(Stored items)
-------

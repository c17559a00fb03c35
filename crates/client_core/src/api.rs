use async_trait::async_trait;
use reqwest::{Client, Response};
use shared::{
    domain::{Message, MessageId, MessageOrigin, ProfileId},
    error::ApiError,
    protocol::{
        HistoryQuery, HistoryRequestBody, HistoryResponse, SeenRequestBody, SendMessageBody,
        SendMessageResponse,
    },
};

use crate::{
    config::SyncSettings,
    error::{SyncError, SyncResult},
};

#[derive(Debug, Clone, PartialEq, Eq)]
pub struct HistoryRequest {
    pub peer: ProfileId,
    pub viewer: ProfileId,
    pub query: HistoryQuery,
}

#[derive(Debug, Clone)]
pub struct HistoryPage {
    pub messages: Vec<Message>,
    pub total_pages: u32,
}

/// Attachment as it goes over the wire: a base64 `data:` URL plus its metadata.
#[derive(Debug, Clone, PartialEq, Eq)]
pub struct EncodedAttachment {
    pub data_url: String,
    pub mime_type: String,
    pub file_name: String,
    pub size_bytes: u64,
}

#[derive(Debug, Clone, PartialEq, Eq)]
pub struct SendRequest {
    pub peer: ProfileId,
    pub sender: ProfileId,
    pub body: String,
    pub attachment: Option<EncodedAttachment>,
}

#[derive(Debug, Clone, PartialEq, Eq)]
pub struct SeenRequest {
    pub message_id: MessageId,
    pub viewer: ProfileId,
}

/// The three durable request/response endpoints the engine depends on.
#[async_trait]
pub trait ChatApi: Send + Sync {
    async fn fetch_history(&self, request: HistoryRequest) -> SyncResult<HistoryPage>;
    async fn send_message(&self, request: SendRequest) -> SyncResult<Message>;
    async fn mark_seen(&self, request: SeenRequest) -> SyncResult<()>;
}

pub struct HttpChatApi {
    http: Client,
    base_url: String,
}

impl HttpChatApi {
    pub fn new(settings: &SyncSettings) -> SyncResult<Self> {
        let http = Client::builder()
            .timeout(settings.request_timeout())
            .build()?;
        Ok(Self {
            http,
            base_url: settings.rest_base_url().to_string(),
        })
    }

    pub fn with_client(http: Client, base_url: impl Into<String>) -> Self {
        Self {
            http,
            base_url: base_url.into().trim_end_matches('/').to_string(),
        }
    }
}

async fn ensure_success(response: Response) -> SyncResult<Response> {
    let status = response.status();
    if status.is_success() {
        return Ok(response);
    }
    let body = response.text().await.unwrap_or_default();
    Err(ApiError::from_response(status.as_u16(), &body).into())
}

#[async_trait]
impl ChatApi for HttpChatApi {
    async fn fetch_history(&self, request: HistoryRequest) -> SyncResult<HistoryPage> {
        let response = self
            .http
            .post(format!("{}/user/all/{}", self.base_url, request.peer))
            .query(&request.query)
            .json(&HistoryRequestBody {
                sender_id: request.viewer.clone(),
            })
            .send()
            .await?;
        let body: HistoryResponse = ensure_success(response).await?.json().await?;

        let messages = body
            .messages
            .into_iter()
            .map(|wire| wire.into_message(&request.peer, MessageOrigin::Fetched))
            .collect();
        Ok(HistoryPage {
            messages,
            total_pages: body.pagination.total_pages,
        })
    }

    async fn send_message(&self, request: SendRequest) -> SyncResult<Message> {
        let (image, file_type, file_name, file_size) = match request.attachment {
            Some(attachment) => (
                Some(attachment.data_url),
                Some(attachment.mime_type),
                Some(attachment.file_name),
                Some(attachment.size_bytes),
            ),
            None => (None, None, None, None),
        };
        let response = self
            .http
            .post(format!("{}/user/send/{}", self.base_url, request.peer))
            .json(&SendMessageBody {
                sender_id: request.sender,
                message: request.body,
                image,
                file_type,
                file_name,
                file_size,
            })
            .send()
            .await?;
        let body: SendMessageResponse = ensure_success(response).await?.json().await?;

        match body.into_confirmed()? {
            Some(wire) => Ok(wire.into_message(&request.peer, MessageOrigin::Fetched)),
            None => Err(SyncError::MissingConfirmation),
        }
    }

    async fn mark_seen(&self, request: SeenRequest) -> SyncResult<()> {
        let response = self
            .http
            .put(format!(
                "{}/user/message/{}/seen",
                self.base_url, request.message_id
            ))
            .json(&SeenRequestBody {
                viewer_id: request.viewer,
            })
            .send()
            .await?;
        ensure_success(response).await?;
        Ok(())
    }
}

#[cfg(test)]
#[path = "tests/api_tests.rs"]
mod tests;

-------

Task objective: Please write out all the data above, exactly as it reads.

Response to the task:
repository c17559a00fb03c35
filename crates/client_core/src/api.rs
use async_trait::async_trait;
use reqwest::{Client, Response};
use shared::{
    domain::{Message, MessageId, MessageOrigin, ProfileId},
    error::ApiError,
    protocol::{
        HistoryQuery, HistoryRequestBody, HistoryResponse, SeenRequestBody, SendMessageBody,
        SendMessageResponse,
    },
};

use crate::{
    config::SyncSettings,
    error::{SyncError, SyncResult},
};

#[derive(Debug, Clone, PartialEq, Eq)]
pub struct HistoryRequest {
    pub peer: ProfileId,
    pub viewer: ProfileId,
    pub query: HistoryQuery,
}

#[derive(Debug, Clone)]
pub struct HistoryPage {
    pub messages: Vec<Message>,
    pub total_pages: u32,
}

/// Attachment as it goes over the wire: a base64 `data:` URL plus its metadata.
#[derive(Debug, Clone, PartialEq, Eq)]
pub struct EncodedAttachment {
    pub data_url: String,
    pub mime_type: String,
    pub file_name: String,
    pub size_bytes: u64,
}

#[derive(Debug, Clone, PartialEq, Eq)]
pub struct SendRequest {
    pub peer: ProfileId,
    pub sender: ProfileId,
    pub body: String,
    pub attachment: Option<EncodedAttachment>,
}

#[derive(Debug, Clone, PartialEq, Eq)]
pub struct SeenRequest {
    pub message_id: MessageId,
    pub viewer: ProfileId,
}

/// The three durable request/response endpoints the engine depends on.
#[async_trait]
pub trait ChatApi: Send + Sync {
    async fn fetch_history(&self, request: HistoryRequest) -> SyncResult<HistoryPage>;
    async fn send_message(&self, request: SendRequest) -> SyncResult<Message>;
    async fn mark_seen(&self, request: SeenRequest) -> SyncResult<()>;
}

pub struct HttpChatApi {
    http: Client,
    base_url: String,
}

impl HttpChatApi {
    pub fn new(settings: &SyncSettings) -> SyncResult<Self> {
        let http = Client::builder()
            .timeout(settings.request_timeout())
            .build()?;
        Ok(Self {
            http,
            base_url: settings.rest_base_url().to_string(),
        })
    }

    pub fn with_client(http: Client, base_url: impl Into<String>) -> Self {
        Self {
            http,
            base_url: base_url.into().trim_end_matches('/').to_string(),
        }
    }
}

async fn ensure_success(response: Response) -> SyncResult<Response> {
    let status = response.status();
    if status.is_success() {
        return Ok(response);
    }
    let body = response.text().await.unwrap_or_default();
    Err(ApiError::from_response(status.as_u16(), &body).into())
}

#[async_trait]
impl ChatApi for HttpChatApi {
    async fn fetch_history(&self, request: HistoryRequest) -> SyncResult<HistoryPage> {
        let response = self
            .http
            .post(format!("{}/user/all/{}", self.base_url, request.peer))
            .query(&request.query)
            .json(&HistoryRequestBody {
                sender_id: request.viewer.clone(),
            })
            .send()
            .await?;
        let body: HistoryResponse = ensure_success(response).await?.json().await?;

        let messages = body
            .messages
            .into_iter()
            .map(|wire| wire.into_message(&request.peer, MessageOrigin::Fetched))
            .collect();
        Ok(HistoryPage {
            messages,
            total_pages: body.pagination.total_pages,
        })
    }

    async fn send_message(&self, request: SendRequest) -> SyncResult<Message> {
        let (image, file_type, file_name, file_size) = match request.attachment {
            Some(attachment) => (
                Some(attachment.data_url),
                Some(attachment.mime_type),
                Some(attachment.file_name),
                Some(attachment.size_bytes),
            ),
            None => (None, None, None, None),
        };
        let response = self
            .http
            .post(format!("{}/user/send/{}", self.base_url, request.peer))
            .json(&SendMessageBody {
                sender_id: request.sender,
                message: request.body,
                image,
                file_type,
                file_name,
                file_size,
            })
            .send()
            .await?;
        let body: SendMessageResponse = ensure_success(response).await?.json().await?;

        match body.into_confirmed()? {
            Some(wire) => Ok(wire.into_message(&request.peer, MessageOrigin::Fetched)),
            None => Err(SyncError::MissingConfirmation),
        }
    }

    async fn mark_seen(&self, request: SeenRequest) -> SyncResult<()> {
        let response = self
            .http
            .put(format!(
                "{}/user/message/{}/seen",
                self.base_url, request.message_id
            ))
            .json(&SeenRequestBody {
                viewer_id: request.viewer,
            })
            .send()
            .await?;
        ensure_success(response).await?;
        Ok(())
    }
}

#[cfg(test)]
#[path = "tests/api_tests.rs"]
mod tests;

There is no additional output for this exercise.